WORK ORDER: Filter these entries down to the lines that hold the word "token", and show each of them.

(Source data)
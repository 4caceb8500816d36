use crate::{
    file::io::{read_le_at, read_le_at_dyn},
    metadata::{
        tables::{
            CodedIndex, CodedIndexType, MethodSemanticsRaw, RowReadable, TableId, TableInfoRef,
        },
        token::Token,
    },
    Result,
};

impl RowReadable for MethodSemanticsRaw {
    const TABLE_ID: TableId = TableId::MethodSemantics;

    #[rustfmt::skip]
    fn row_size(sizes: &TableInfoRef) -> u32 {
        u32::from(
            /* semantics */     2 +
            /* method */        sizes.table_index_bytes(TableId::MethodDef) +
            /* association */   sizes.coded_index_bytes(CodedIndexType::HasSemantics)
        )
    }

    fn row_read(data: &[u8], offset: &mut usize, rid: u32, sizes: &TableInfoRef) -> Result<Self> {
        Ok(MethodSemanticsRaw {
            rid,
            token: Token::new(0x1800_0000 + rid),
            offset: *offset,
            semantics: u32::from(read_le_at::<u16>(data, offset)?),
            method: read_le_at_dyn(data, offset, sizes.is_large(TableId::MethodDef))?,
            association: CodedIndex::read(data, offset, sizes, CodedIndexType::HasSemantics)?,
        })
    }
}

#[cfg(test)]
mod tests {
    use std::sync::Arc;

    use crate::metadata::tables::{MetadataTable, TableInfo};

    use super::*;

    #[test]
    fn crafted_short() {
        let data = vec![
            0x02, 0x00, // semantics
            0x04, 0x00, // method
            0x03, 0x00, // association
        ];

        let sizes = Arc::new(TableInfo::new_test(
            &[(TableId::MethodDef, 4), (TableId::Property, 1)],
            false,
            false,
            false,
        ));
        let table = MetadataTable::<MethodSemanticsRaw>::new(&data, 1, sizes).unwrap();
        let row = table.get(1).unwrap();

        assert_eq!(row.token.value(), 0x1800_0001);
        assert_eq!(row.semantics, 0x2);
        assert_eq!(row.method, 4);
        assert_eq!(row.association, CodedIndex::new(TableId::Property, 1));
    }
}
//! `NestedClass` table (0x29): maps nested `TypeDef` rows to their enclosing type.

mod reader;

use crate::metadata::token::Token;

/// A raw `NestedClass` row.
#[derive(Clone, Debug)]
pub struct NestedClassRaw {
    /// 1-based row id
    pub rid: u32,
    /// Metadata token of this row
    pub token: Token,
    /// Byte offset of this row within the table
    pub offset: usize,
    /// `TypeDef` row of the nested type
    pub nested_class: u32,
    /// `TypeDef` row of the enclosing type
    pub enclosing_class: u32,
}
use std::path::PathBuf;

use clap::{Parser, Subcommand};

/// dotcontract - render the public contract of .NET modules
#[derive(Debug, Parser)]
#[command(name = "dotcontract", version, about, long_about = None)]
pub struct Cli {
    #[command(flatten)]
    pub global: GlobalOptions,

    #[command(subcommand)]
    pub command: Command,
}

/// Options shared across all subcommands.
#[derive(Debug, Parser)]
pub struct GlobalOptions {
    /// Emit output as JSON instead of human-readable text.
    #[arg(long, global = true)]
    pub json: bool,

    /// Enable verbose (debug-level) logging output.
    #[arg(short, long, global = true)]
    pub verbose: bool,

    /// Leave nested public types out of the contract.
    #[arg(long, global = true)]
    pub no_nested: bool,
}

#[derive(Debug, Subcommand)]
pub enum Command {
    /// Render the Markdown contract of one or more modules.
    Contract {
        /// Module files, or directories searched recursively for .dll and .exe files.
        #[arg(value_name = "FILE", required = true)]
        paths: Vec<PathBuf>,

        /// Write to this file (one module) or directory (several modules) instead of stdout.
        #[arg(short, long, value_name = "PATH")]
        output: Option<PathBuf>,
    },

    /// List the exported types of a module with their contract section.
    Types {
        /// Path to the .NET module file.
        #[arg(value_name = "FILE")]
        path: PathBuf,

        /// Show only one section (e.g. Classes, Enums, "Extension Methods").
        #[arg(long)]
        category: Option<String>,
    },
}
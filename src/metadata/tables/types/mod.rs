//! Generic machinery shared by all metadata tables.
//!
//! - [`TableId`] and its row schema
//! - [`TableInfo`] with the index widths derived from row counts and heap sizes
//! - [`CodedIndex`] decoding
//! - [`RowReadable`] and [`MetadataTable`], the typed view over one table's rows

mod codedindex;
mod tableid;
mod tableinfo;

use std::marker::PhantomData;

use crate::Result;

pub use codedindex::{CodedIndex, CodedIndexType};
pub use tableid::{Column, TableId};
pub use tableinfo::{TableInfo, TableInfoRef, TableRowInfo};

/// A row type that can be decoded from a metadata table.
pub trait RowReadable: Sized + Send {
    /// The table this row type belongs to.
    const TABLE_ID: TableId;

    /// Size of one row in bytes for the given sizing information.
    fn row_size(sizes: &TableInfoRef) -> u32;

    /// Decode row `rid` starting at `offset`, advancing `offset` past it.
    ///
    /// # Errors
    /// Returns [`crate::Error::OutOfBounds`] if the row does not fit in `data`.
    fn row_read(data: &[u8], offset: &mut usize, rid: u32, sizes: &TableInfoRef) -> Result<Self>;
}

/// A typed, lazily decoded view over the rows of one metadata table.
pub struct MetadataTable<'a, T> {
    data: &'a [u8],
    row_count: u32,
    row_size: u32,
    sizes: TableInfoRef,
    _phantom: PhantomData<T>,
}

impl<'a, T: RowReadable> MetadataTable<'a, T> {
    /// Create a table over `data`, which must start at the first row.
    ///
    /// # Errors
    /// Returns [`crate::Error::OutOfBounds`] if `data` is shorter than `row_count` rows.
    pub fn new(data: &'a [u8], row_count: u32, sizes: TableInfoRef) -> Result<Self> {
        let row_size = T::row_size(&sizes);
        let Some(total) = (row_count as usize).checked_mul(row_size as usize) else {
            return Err(out_of_bounds_error!());
        };
        if total > data.len() {
            return Err(out_of_bounds_error!());
        }

        Ok(MetadataTable {
            data,
            row_count,
            row_size,
            sizes,
            _phantom: PhantomData,
        })
    }

    /// Total size of the table in bytes.
    #[must_use]
    pub fn size(&self) -> u64 {
        u64::from(self.row_count) * u64::from(self.row_size)
    }

    /// Size of a single row in bytes.
    #[must_use]
    pub fn row_size(&self) -> u32 {
        self.row_size
    }

    /// Number of rows.
    #[must_use]
    pub fn row_count(&self) -> u32 {
        self.row_count
    }

    /// Decode the row with the 1-based index `index`.
    #[must_use]
    pub fn get(&self, index: u32) -> Option<T> {
        if index == 0 || self.row_count < index {
            return None;
        }

        T::row_read(
            self.data,
            &mut ((index as usize - 1) * self.row_size as usize),
            index,
            &self.sizes,
        )
        .ok()
    }

    /// Iterate over all rows in table order.
    #[must_use]
    pub fn iter(&self) -> TableIterator<'_, 'a, T> {
        TableIterator {
            table: self,
            current_row: 0,
            current_offset: 0,
        }
    }
}

impl<'t, 'a, T: RowReadable> IntoIterator for &'t MetadataTable<'a, T> {
    type Item = T;
    type IntoIter = TableIterator<'t, 'a, T>;

    fn into_iter(self) -> Self::IntoIter {
        self.iter()
    }
}

/// Sequential iterator over the rows of a [`MetadataTable`].
pub struct TableIterator<'t, 'a, T> {
    table: &'t MetadataTable<'a, T>,
    current_row: u32,
    current_offset: usize,
}

impl<T: RowReadable> Iterator for TableIterator<'_, '_, T> {
    type Item = T;

    fn next(&mut self) -> Option<Self::Item> {
        if self.current_row >= self.table.row_count {
            return None;
        }

        match T::row_read(
            self.table.data,
            &mut self.current_offset,
            self.current_row + 1,
            &self.table.sizes,
        ) {
            Ok(row) => {
                self.current_row += 1;
                Some(row)
            }
            Err(_) => None,
        }
    }
}
use crate::{
    file::io::read_le_at_dyn,
    metadata::{
        tables::{NestedClassRaw, RowReadable, TableId, TableInfoRef},
        token::Token,
    },
    Result,
};

impl RowReadable for NestedClassRaw {
    const TABLE_ID: TableId = TableId::NestedClass;

    #[rustfmt::skip]
    fn row_size(sizes: &TableInfoRef) -> u32 {
        u32::from(
            /* nested_class */      sizes.table_index_bytes(TableId::TypeDef) +
            /* enclosing_class */   sizes.table_index_bytes(TableId::TypeDef)
        )
    }

    fn row_read(data: &[u8], offset: &mut usize, rid: u32, sizes: &TableInfoRef) -> Result<Self> {
        Ok(NestedClassRaw {
            rid,
            token: Token::new(0x2900_0000 + rid),
            offset: *offset,
            nested_class: read_le_at_dyn(data, offset, sizes.is_large(TableId::TypeDef))?,
            enclosing_class: read_le_at_dyn(data, offset, sizes.is_large(TableId::TypeDef))?,
        })
    }
}
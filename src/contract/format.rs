//! Display strings for type references.

use crate::{
    contract::model::{Decoration, TypeDefinition, TypeRef},
    Error, Result,
};

/// CLR short names rendered as their C# keyword.
pub const BUILTIN_ALIASES: [(&str, &str); 6] = [
    ("String", "string"),
    ("Int32", "int"),
    ("Boolean", "bool"),
    ("Double", "double"),
    ("Object", "object"),
    ("Void", "void"),
];

/// Placeholder printed for a reference the provider could not resolve.
const UNRESOLVED: &str = "?";

fn alias(base_name: &str) -> &str {
    BUILTIN_ALIASES
        .iter()
        .find(|(clr, _)| *clr == base_name)
        .map_or(base_name, |(_, keyword)| keyword)
}

/// `` List`1 `` becomes `List`.
fn strip_arity(base_name: &str) -> &str {
    base_name.split('`').next().unwrap_or(base_name)
}

fn write_decorations(output: &mut String, decorations: &[Decoration]) {
    for decoration in decorations {
        match decoration {
            Decoration::Array(rank) => {
                output.push('[');
                for _ in 1..*rank {
                    output.push(',');
                }
                output.push(']');
            }
            Decoration::Pointer => output.push('*'),
            Decoration::ByRef => output.push('&'),
        }
    }
}

fn write_type(output: &mut String, type_ref: &TypeRef) {
    if type_ref.unresolved.is_some() {
        output.push_str(UNRESOLVED);
    } else if type_ref.base_name.is_empty() {
        output.push_str("void");
    } else if type_ref.generic_arguments.is_empty() {
        output.push_str(alias(&type_ref.base_name));
    } else {
        output.push_str(strip_arity(&type_ref.base_name));
        output.push('<');
        for (index, argument) in type_ref.generic_arguments.iter().enumerate() {
            if index > 0 {
                output.push_str(", ");
            }
            write_type(output, argument);
        }
        output.push('>');
    }

    write_decorations(output, &type_ref.decorations);
}

/// Format a type reference the way it appears in a contract.
///
/// Built-in types use their keyword, generic instantiations drop the arity suffix and list
/// their arguments, and no namespace is ever printed. Unresolved references print as `?`; use
/// [`try_format`] to reject them instead.
///
/// ```rust
/// use dotcontract::{format, TypeRef};
///
/// let list = TypeRef::generic("List`1", vec![TypeRef::new("Int32")]);
/// assert_eq!(format(&list), "List<int>");
/// ```
#[must_use]
pub fn format(type_ref: &TypeRef) -> String {
    let mut output = String::new();
    write_type(&mut output, type_ref);
    output
}

/// Format a type reference, failing if any part of it is unresolved.
///
/// # Errors
/// Returns [`Error::MemberFormat`] naming the first unresolved reference.
pub fn try_format(type_ref: &TypeRef) -> Result<String> {
    match type_ref.unresolved_reason() {
        Some(reason) => Err(Error::MemberFormat(reason.to_string())),
        None => Ok(format(type_ref)),
    }
}

/// Heading text of a type: its name with generic parameters, e.g. `Dictionary<TKey, TValue>`.
#[must_use]
pub fn format_type_name(definition: &TypeDefinition) -> String {
    let parameters = definition
        .generic_parameters
        .iter()
        .map(TypeRef::new)
        .collect();
    format(&TypeRef::generic(definition.name.clone(), parameters))
}
//! ECMA-335 metadata reading.
//!
//! Everything between the CLI header of a PE image and the rows of its metadata tables:
//!
//! - [`cor20header`] - the CLI header that locates the metadata
//! - [`root`] - the metadata root and its stream directory
//! - [`streams`] - the `#~`, `#Strings` and `#Blob` streams
//! - [`tables`] - row schemas, index sizing and typed row readers
//! - [`signatures`] - decoding of signature blobs
//! - [`flags`] - attribute bitmasks of types, methods, fields and signatures
//! - [`view`] / [`cilmodule`] - a parsed module, from bytes or from a PE image
//!
//! # Examples
//!
//! ```rust,no_run
//! use dotcontract::metadata::{cilmodule::CilModule, tables::TableId};
//! use std::path::Path;
//!
//! let module = CilModule::from_file(Path::new("Library.dll"))?;
//! let types = module.with_metadata(|metadata| metadata.tables.row_count(TableId::TypeDef));
//! println!("{types} type definitions");
//! # Ok::<(), dotcontract::Error>(())
//! ```

pub mod cilmodule;
pub mod cor20header;
pub mod flags;
pub mod root;
pub mod signatures;
pub mod streams;
pub mod tables;
pub mod token;
pub mod view;
use std::{
    collections::HashMap,
    path::{Path, PathBuf},
};

use anyhow::bail;
use dotcontract::render_all;
use serde::Serialize;

use crate::{
    app::GlobalOptions,
    commands::common::{collect_modules, provider, ModuleFile},
    output::{print_output, write_text},
};

#[derive(Debug, Serialize)]
struct ContractEntry {
    path: String,
    #[serde(skip_serializing_if = "Option::is_none")]
    contract: Option<String>,
    #[serde(skip_serializing_if = "Option::is_none")]
    error: Option<String>,
}

#[derive(Debug, Serialize)]
struct ContractOutput {
    modules: Vec<ContractEntry>,
    failed: usize,
}

/// Where the contract of a module goes when `--output` is given.
///
/// `relative` is the module path below the searched directory; the contract mirrors that layout
/// inside `output`, so equal file names from different folders stay apart.
fn destination(output: &Path, relative: &Path, single: bool) -> PathBuf {
    if single && !output.is_dir() {
        return output.to_path_buf();
    }
    output.join(relative.with_extension("md"))
}

/// Destinations of every module, refusing two modules that would share one file.
fn destinations(output: &Path, modules: &[ModuleFile]) -> anyhow::Result<Vec<PathBuf>> {
    let single = modules.len() == 1;
    let mut claimed: HashMap<PathBuf, &Path> = HashMap::new();
    let mut targets = Vec::with_capacity(modules.len());

    for module in modules {
        let target = destination(output, &module.relative, single);
        if let Some(previous) = claimed.insert(target.clone(), &module.path) {
            bail!(
                "{} and {} would both be written to {}",
                previous.display(),
                module.path.display(),
                target.display()
            );
        }
        targets.push(target);
    }
    Ok(targets)
}

pub fn run(paths: &[PathBuf], output: Option<&Path>, opts: &GlobalOptions) -> anyhow::Result<()> {
    let modules = collect_modules(paths)?;
    if modules.is_empty() {
        bail!("no modules found");
    }

    let targets = output
        .map(|output| destinations(output, &modules))
        .transpose()?;

    let provider = provider(opts);
    let results = render_all(&modules, &provider);

    let mut entries = Vec::with_capacity(modules.len());
    for (index, (module, result)) in modules.iter().zip(results).enumerate() {
        let entry = match result {
            Ok(contract) => {
                if let Some(target) = targets.as_ref().and_then(|targets| targets.get(index)) {
                    write_text(target, &contract)?;
                    log::info!("{} -> {}", module.path.display(), target.display());
                }
                ContractEntry {
                    path: module.path.display().to_string(),
                    contract: Some(contract),
                    error: None,
                }
            }
            Err(error) => ContractEntry {
                path: module.path.display().to_string(),
                contract: None,
                error: Some(error.to_string()),
            },
        };
        entries.push(entry);
    }

    let failed = entries.iter().filter(|entry| entry.error.is_some()).count();
    let summary = ContractOutput {
        modules: entries,
        failed,
    };

    print_output(&summary, opts, |out| {
        for entry in &out.modules {
            match (&entry.contract, &entry.error) {
                (Some(contract), _) if output.is_none() => print!("{contract}"),
                (_, Some(error)) => eprintln!("error: {error}"),
                _ => {}
            }
        }
    })?;

    if failed > 0 {
        bail!("{failed} of {} module(s) could not be rendered", modules.len());
    }
    Ok(())
}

SOLUTION TO THIS EXERCISE:
        token::Token,
            token: Token::new(0x1800_0000 + rid),
        assert_eq!(row.token.value(), 0x1800_0001);
use crate::metadata::token::Token;
    /// Metadata token of this row
    pub token: Token,
        token::Token,
            token: Token::new(0x2900_0000 + rid),
pub mod token;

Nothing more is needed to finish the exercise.